The problem with the post-WW1 peace was that it did not change the fundemental conditions that lead to the outbreak of WW1. It left a Germany that was humiliated and embittered, but still in pretty much the same place it was before the war. If your aim is to prevent the rise of Hitler and WW2, you need to disarm its military at the end of the war, rather than letting them go home under arms, occupy the country and then dissolve Germany as a nation. Of course I'm referring to the nation as a political entity and not advocating for some sort of mass disintegration of all Germans, but I think having Germany forcibly broken up into a series of smaller nations is a fair price to pay for starting the greatest war in history and then making the rather inadvisable decision of losing it.

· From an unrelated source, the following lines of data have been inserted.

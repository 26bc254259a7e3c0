use std::ffi::{c_void, CStr};
use std::mem::size_of;
use std::ptr::{self, NonNull};

use log::{debug, trace};
use windows_sys::Win32::System::Memory::{
    VirtualAlloc, VirtualFree, MEM_COMMIT, MEM_RELEASE, MEM_RESERVE, PAGE_READWRITE,
};

use crate::errors::PeError;

/// Rounds `value` up to the next multiple of `alignment` (a power of two).
/// Wraps on overflow; callers detect that as `result < value`.
pub(crate) fn align_up(value: usize, alignment: usize) -> usize {
    value.wrapping_add(alignment - 1) & !(alignment - 1)
}

/// Rounds `value` down to the previous multiple of `alignment`.
pub(crate) fn align_down(value: usize, alignment: usize) -> usize {
    value & !(alignment - 1)
}

/// Owner of the single contiguous virtual-memory reservation that hosts a
/// mapped image.
///
/// The reservation is created read-write (reserve + commit) and released
/// with `MEM_RELEASE` on drop, which keeps every load-failure path free of
/// leaked mappings.
pub(crate) struct Arena {
    base: NonNull<u8>,
    size: usize,
}

impl Arena {
    /// Reserves and commits `align_up(size, page_size)` bytes.
    ///
    /// The first attempt asks for placement at `preferred_base`; if the OS
    /// refuses, a second attempt lets it pick any address.
    pub fn allocate(preferred_base: usize, size: usize, page_size: usize) -> Result<Self, PeError> {
        let aligned = align_up(size, page_size);
        if aligned == 0 || aligned < size {
            return Err(PeError::AllocationFailed(size));
        }

        unsafe {
            let mut base = VirtualAlloc(
                preferred_base as *const c_void,
                aligned,
                MEM_RESERVE | MEM_COMMIT,
                PAGE_READWRITE,
            );

            if base.is_null() {
                trace!("arena: preferred base {preferred_base:#x} unavailable, retrying anywhere");
                base = VirtualAlloc(
                    ptr::null(),
                    aligned,
                    MEM_RESERVE | MEM_COMMIT,
                    PAGE_READWRITE,
                );
            }

            match NonNull::new(base as *mut u8) {
                Some(base) => {
                    debug!("arena: {aligned:#x} bytes at {:p}", base.as_ptr());
                    Ok(Self {
                        base,
                        size: aligned,
                    })
                }
                None => Err(PeError::AllocationFailed(aligned)),
            }
        }
    }

    /// Returns the base address of the reservation.
    pub fn base(&self) -> *mut u8 {
        self.base.as_ptr()
    }

    /// Returns the reservation size in bytes (page-rounded).
    pub fn size(&self) -> usize {
        self.size
    }

    /// Returns a pointer to `len` bytes at `offset`, or `None` when the
    /// range leaves the reservation.
    pub fn slice_at(&self, offset: usize, len: usize) -> Option<*mut u8> {
        offset
            .checked_add(len)
            .filter(|&end| end <= self.size)
            .map(|_| unsafe { self.base.as_ptr().add(offset) })
    }

    /// Bounds-checked unaligned read of a `T` at `offset`.
    pub fn read_at<T: Copy>(&self, offset: usize) -> Option<T> {
        self.slice_at(offset, size_of::<T>())
            .map(|p| unsafe { ptr::read_unaligned(p as *const T) })
    }

    /// Returns the NUL-terminated string starting at `offset`, bounded by
    /// the end of the reservation.
    pub fn cstr_at(&self, offset: usize) -> Option<&CStr> {
        if offset >= self.size {
            return None;
        }

        let bytes = unsafe {
            std::slice::from_raw_parts(self.base.as_ptr().add(offset), self.size - offset)
        };
        CStr::from_bytes_until_nul(bytes).ok()
    }
}

impl Drop for Arena {
    fn drop(&mut self) {
        unsafe {
            VirtualFree(self.base.as_ptr() as *mut c_void, 0, MEM_RELEASE);
        }
    }
}

#[cfg(test)]
mod tests {
    use super::*;

    #[test]
    fn align_helpers() {
        assert_eq!(align_up(0, 0x1000), 0);
        assert_eq!(align_up(1, 0x1000), 0x1000);
        assert_eq!(align_up(0x1000, 0x1000), 0x1000);
        assert_eq!(align_up(0x1001, 0x1000), 0x2000);
        assert_eq!(align_down(0x1FFF, 0x1000), 0x1000);
        assert_eq!(align_down(0x1000, 0x1000), 0x1000);
    }

    #[test]
    fn allocation_is_page_rounded_and_zeroed() {
        let arena = Arena::allocate(0, 0x1234, 0x1000).unwrap();
        assert_eq!(arena.size(), 0x2000);
        let tail: u8 = arena.read_at(arena.size() - 1).unwrap();
        assert_eq!(tail, 0);
        assert!(arena.slice_at(arena.size(), 1).is_none());
        assert!(arena.read_at::<u64>(arena.size() - 4).is_none());
    }

    #[test]
    fn zero_sized_allocation_fails() {
        assert!(matches!(
            Arena::allocate(0, 0, 0x1000),
            Err(PeError::AllocationFailed(_))
        ));
    }

    #[test]
    fn cstr_reads_are_bounded() {
        let arena = Arena::allocate(0, 0x1000, 0x1000).unwrap();
        // Freshly committed pages are zeroed, so offset 0 is an empty string.
        assert_eq!(arena.cstr_at(0).unwrap().to_bytes(), b"");
        assert!(arena.cstr_at(arena.size()).is_none());
    }
}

I would say that WW2 was a consequence of firstly, that special brand of German pig-headedness that convinces them that everything must be done the German way. And secondly, a dangerous cocktail of American softness mixed with the bitterness of two empires that had just spent the lives of a generation of their men (and a whole lot of money) with very little to show for it.
Somewhat tangential to this point, I'm not typically given to writing great long essays for the internet, but I do feel that one day I will be compelled to research and write a great screed about the US and it's approach to international relations and diplomacy. I'm thinking of opening it with "American diplomats and their consequences have been a disaster for the human race".
Well, it seems you probably want one or the other. But the Romans didn’t negotiate an end with Carthage; they utterly destroyed them because they beat their armies in toto.
But yes, it would’ve been better if there was less financial penalties on Germany and more military punishments.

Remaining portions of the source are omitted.